→ **AVAILABLE RECORDS**:
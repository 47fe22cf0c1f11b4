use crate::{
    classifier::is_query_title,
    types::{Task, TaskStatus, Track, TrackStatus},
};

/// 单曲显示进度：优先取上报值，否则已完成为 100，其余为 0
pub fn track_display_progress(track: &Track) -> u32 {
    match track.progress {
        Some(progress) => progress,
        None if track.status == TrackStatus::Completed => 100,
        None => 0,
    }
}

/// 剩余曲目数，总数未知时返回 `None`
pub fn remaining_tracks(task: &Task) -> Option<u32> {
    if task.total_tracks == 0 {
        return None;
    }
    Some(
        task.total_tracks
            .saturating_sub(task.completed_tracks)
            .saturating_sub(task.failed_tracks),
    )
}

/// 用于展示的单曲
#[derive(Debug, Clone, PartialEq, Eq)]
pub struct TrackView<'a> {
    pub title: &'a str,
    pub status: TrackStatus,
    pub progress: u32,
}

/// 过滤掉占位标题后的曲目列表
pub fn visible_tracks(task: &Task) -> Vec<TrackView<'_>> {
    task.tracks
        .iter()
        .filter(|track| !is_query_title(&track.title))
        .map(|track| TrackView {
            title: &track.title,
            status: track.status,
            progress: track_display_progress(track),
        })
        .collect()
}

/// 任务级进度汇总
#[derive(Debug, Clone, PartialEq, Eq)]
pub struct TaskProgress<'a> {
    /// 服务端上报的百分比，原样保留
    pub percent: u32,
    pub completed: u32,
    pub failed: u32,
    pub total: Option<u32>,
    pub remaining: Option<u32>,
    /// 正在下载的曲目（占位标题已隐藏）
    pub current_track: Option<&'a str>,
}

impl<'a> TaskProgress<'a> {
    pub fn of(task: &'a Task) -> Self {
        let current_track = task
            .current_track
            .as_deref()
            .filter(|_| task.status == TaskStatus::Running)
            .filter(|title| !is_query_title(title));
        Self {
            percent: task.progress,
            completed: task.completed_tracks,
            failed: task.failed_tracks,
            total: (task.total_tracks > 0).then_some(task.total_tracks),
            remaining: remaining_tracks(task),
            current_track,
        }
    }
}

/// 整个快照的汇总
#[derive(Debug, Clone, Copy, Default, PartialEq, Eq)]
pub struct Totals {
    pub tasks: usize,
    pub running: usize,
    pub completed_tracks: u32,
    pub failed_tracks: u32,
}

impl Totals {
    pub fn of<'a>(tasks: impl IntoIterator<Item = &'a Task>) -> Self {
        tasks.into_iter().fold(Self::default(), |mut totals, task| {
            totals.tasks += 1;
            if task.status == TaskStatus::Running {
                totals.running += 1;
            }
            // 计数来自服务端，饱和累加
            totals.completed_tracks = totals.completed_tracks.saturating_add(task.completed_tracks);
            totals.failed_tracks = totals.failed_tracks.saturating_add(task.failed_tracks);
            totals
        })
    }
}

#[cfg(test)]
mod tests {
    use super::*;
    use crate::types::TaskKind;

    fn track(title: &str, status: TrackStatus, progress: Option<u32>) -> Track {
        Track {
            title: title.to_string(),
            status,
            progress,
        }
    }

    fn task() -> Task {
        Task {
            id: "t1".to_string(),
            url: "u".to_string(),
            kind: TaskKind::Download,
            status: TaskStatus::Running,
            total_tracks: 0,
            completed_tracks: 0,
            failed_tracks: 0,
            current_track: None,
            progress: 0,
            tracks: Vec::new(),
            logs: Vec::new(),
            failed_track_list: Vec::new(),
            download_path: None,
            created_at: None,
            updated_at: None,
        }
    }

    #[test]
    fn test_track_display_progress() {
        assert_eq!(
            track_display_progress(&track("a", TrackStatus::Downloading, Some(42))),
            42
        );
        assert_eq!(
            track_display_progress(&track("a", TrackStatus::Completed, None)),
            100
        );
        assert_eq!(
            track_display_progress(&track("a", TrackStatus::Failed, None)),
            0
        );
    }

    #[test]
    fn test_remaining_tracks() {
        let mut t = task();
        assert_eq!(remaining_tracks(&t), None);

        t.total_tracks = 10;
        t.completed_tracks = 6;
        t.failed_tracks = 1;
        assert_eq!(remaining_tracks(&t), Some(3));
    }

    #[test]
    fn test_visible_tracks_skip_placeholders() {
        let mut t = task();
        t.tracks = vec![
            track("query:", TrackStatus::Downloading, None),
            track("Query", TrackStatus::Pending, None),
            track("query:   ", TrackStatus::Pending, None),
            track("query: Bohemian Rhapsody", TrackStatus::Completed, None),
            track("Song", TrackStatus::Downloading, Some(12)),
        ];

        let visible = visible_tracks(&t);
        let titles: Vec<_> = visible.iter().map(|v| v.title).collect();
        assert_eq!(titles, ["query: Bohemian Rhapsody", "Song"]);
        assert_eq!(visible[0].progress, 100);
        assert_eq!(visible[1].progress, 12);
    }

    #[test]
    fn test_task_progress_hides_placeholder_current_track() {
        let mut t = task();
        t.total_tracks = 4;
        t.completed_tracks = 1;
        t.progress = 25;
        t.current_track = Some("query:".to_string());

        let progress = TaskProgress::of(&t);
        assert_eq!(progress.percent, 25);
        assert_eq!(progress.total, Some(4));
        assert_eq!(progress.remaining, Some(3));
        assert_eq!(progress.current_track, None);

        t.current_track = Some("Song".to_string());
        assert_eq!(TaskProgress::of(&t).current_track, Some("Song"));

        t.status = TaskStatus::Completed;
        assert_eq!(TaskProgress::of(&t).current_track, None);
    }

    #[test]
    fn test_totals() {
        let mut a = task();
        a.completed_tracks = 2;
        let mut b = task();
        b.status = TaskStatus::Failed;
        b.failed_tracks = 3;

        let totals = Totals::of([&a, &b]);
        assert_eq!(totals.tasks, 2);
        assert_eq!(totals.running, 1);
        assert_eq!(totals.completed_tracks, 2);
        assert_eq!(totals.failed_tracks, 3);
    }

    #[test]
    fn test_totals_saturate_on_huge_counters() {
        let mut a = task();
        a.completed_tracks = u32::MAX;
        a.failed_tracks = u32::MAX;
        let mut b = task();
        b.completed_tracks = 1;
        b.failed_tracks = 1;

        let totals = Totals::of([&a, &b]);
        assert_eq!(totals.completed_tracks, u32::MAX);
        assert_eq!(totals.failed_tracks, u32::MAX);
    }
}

→ **WHAT YOU HAVE TO DO**:
Could you retype the whole listing above without altering a word?

→ **ANSWER TO THE EXERCISE**:
repository 47fe22cf0c1f11b4
use crate::{
    classifier::is_query_title,
    types::{Task, TaskStatus, Track, TrackStatus},
};

/// 单曲显示进度：优先取上报值，否则已完成为 100，其余为 0
pub fn track_display_progress(track: &Track) -> u32 {
    match track.progress {
        Some(progress) => progress,
        None if track.status == TrackStatus::Completed => 100,
        None => 0,
    }
}

/// 剩余曲目数，总数未知时返回 `None`
pub fn remaining_tracks(task: &Task) -> Option<u32> {
    if task.total_tracks == 0 {
        return None;
    }
    Some(
        task.total_tracks
            .saturating_sub(task.completed_tracks)
            .saturating_sub(task.failed_tracks),
    )
}

/// 用于展示的单曲
#[derive(Debug, Clone, PartialEq, Eq)]
pub struct TrackView<'a> {
    pub title: &'a str,
    pub status: TrackStatus,
    pub progress: u32,
}

/// 过滤掉占位标题后的曲目列表
pub fn visible_tracks(task: &Task) -> Vec<TrackView<'_>> {
    task.tracks
        .iter()
        .filter(|track| !is_query_title(&track.title))
        .map(|track| TrackView {
            title: &track.title,
            status: track.status,
            progress: track_display_progress(track),
        })
        .collect()
}

/// 任务级进度汇总
#[derive(Debug, Clone, PartialEq, Eq)]
pub struct TaskProgress<'a> {
    /// 服务端上报的百分比，原样保留
    pub percent: u32,
    pub completed: u32,
    pub failed: u32,
    pub total: Option<u32>,
    pub remaining: Option<u32>,
    /// 正在下载的曲目（占位标题已隐藏）
    pub current_track: Option<&'a str>,
}

impl<'a> TaskProgress<'a> {
    pub fn of(task: &'a Task) -> Self {
        let current_track = task
            .current_track
            .as_deref()
            .filter(|_| task.status == TaskStatus::Running)
            .filter(|title| !is_query_title(title));
        Self {
            percent: task.progress,
            completed: task.completed_tracks,
            failed: task.failed_tracks,
            total: (task.total_tracks > 0).then_some(task.total_tracks),
            remaining: remaining_tracks(task),
            current_track,
        }
    }
}

/// 整个快照的汇总
#[derive(Debug, Clone, Copy, Default, PartialEq, Eq)]
pub struct Totals {
    pub tasks: usize,
    pub running: usize,
    pub completed_tracks: u32,
    pub failed_tracks: u32,
}

impl Totals {
    pub fn of<'a>(tasks: impl IntoIterator<Item = &'a Task>) -> Self {
        tasks.into_iter().fold(Self::default(), |mut totals, task| {
            totals.tasks += 1;
            if task.status == TaskStatus::Running {
                totals.running += 1;
            }
            // 计数来自服务端，饱和累加
            totals.completed_tracks = totals.completed_tracks.saturating_add(task.completed_tracks);
            totals.failed_tracks = totals.failed_tracks.saturating_add(task.failed_tracks);
            totals
        })
    }
}

#[cfg(test)]
mod tests {
    use super::*;
    use crate::types::TaskKind;

    fn track(title: &str, status: TrackStatus, progress: Option<u32>) -> Track {
        Track {
            title: title.to_string(),
            status,
            progress,
        }
    }

    fn task() -> Task {
        Task {
            id: "t1".to_string(),
            url: "u".to_string(),
            kind: TaskKind::Download,
            status: TaskStatus::Running,
            total_tracks: 0,
            completed_tracks: 0,
            failed_tracks: 0,
            current_track: None,
            progress: 0,
            tracks: Vec::new(),
            logs: Vec::new(),
            failed_track_list: Vec::new(),
            download_path: None,
            created_at: None,
            updated_at: None,
        }
    }

    #[test]
    fn test_track_display_progress() {
        assert_eq!(
            track_display_progress(&track("a", TrackStatus::Downloading, Some(42))),
            42
        );
        assert_eq!(
            track_display_progress(&track("a", TrackStatus::Completed, None)),
            100
        );
        assert_eq!(
            track_display_progress(&track("a", TrackStatus::Failed, None)),
            0
        );
    }

    #[test]
    fn test_remaining_tracks() {
        let mut t = task();
        assert_eq!(remaining_tracks(&t), None);

        t.total_tracks = 10;
        t.completed_tracks = 6;
        t.failed_tracks = 1;
        assert_eq!(remaining_tracks(&t), Some(3));
    }

    #[test]
    fn test_visible_tracks_skip_placeholders() {
        let mut t = task();
        t.tracks = vec![
            track("query:", TrackStatus::Downloading, None),
            track("Query", TrackStatus::Pending, None),
            track("query:   ", TrackStatus::Pending, None),
            track("query: Bohemian Rhapsody", TrackStatus::Completed, None),
            track("Song", TrackStatus::Downloading, Some(12)),
        ];

        let visible = visible_tracks(&t);
        let titles: Vec<_> = visible.iter().map(|v| v.title).collect();
        assert_eq!(titles, ["query: Bohemian Rhapsody", "Song"]);
        assert_eq!(visible[0].progress, 100);
        assert_eq!(visible[1].progress, 12);
    }

    #[test]
    fn test_task_progress_hides_placeholder_current_track() {
        let mut t = task();
        t.total_tracks = 4;
        t.completed_tracks = 1;
        t.progress = 25;
        t.current_track = Some("query:".to_string());

        let progress = TaskProgress::of(&t);
        assert_eq!(progress.percent, 25);
        assert_eq!(progress.total, Some(4));
        assert_eq!(progress.remaining, Some(3));
        assert_eq!(progress.current_track, None);

        t.current_track = Some("Song".to_string());
        assert_eq!(TaskProgress::of(&t).current_track, Some("Song"));

        t.status = TaskStatus::Completed;
        assert_eq!(TaskProgress::of(&t).current_track, None);
    }

    #[test]
    fn test_totals() {
        let mut a = task();
        a.completed_tracks = 2;
        let mut b = task();
        b.status = TaskStatus::Failed;
        b.failed_tracks = 3;

        let totals = Totals::of([&a, &b]);
        assert_eq!(totals.tasks, 2);
        assert_eq!(totals.running, 1);
        assert_eq!(totals.completed_tracks, 2);
        assert_eq!(totals.failed_tracks, 3);
    }

    #[test]
    fn test_totals_saturate_on_huge_counters() {
        let mut a = task();
        a.completed_tracks = u32::MAX;
        a.failed_tracks = u32::MAX;
        let mut b = task();
        b.completed_tracks = 1;
        b.failed_tracks = 1;

        let totals = Totals::of([&a, &b]);
        assert_eq!(totals.completed_tracks, u32::MAX);
        assert_eq!(totals.failed_tracks, u32::MAX);
    }
}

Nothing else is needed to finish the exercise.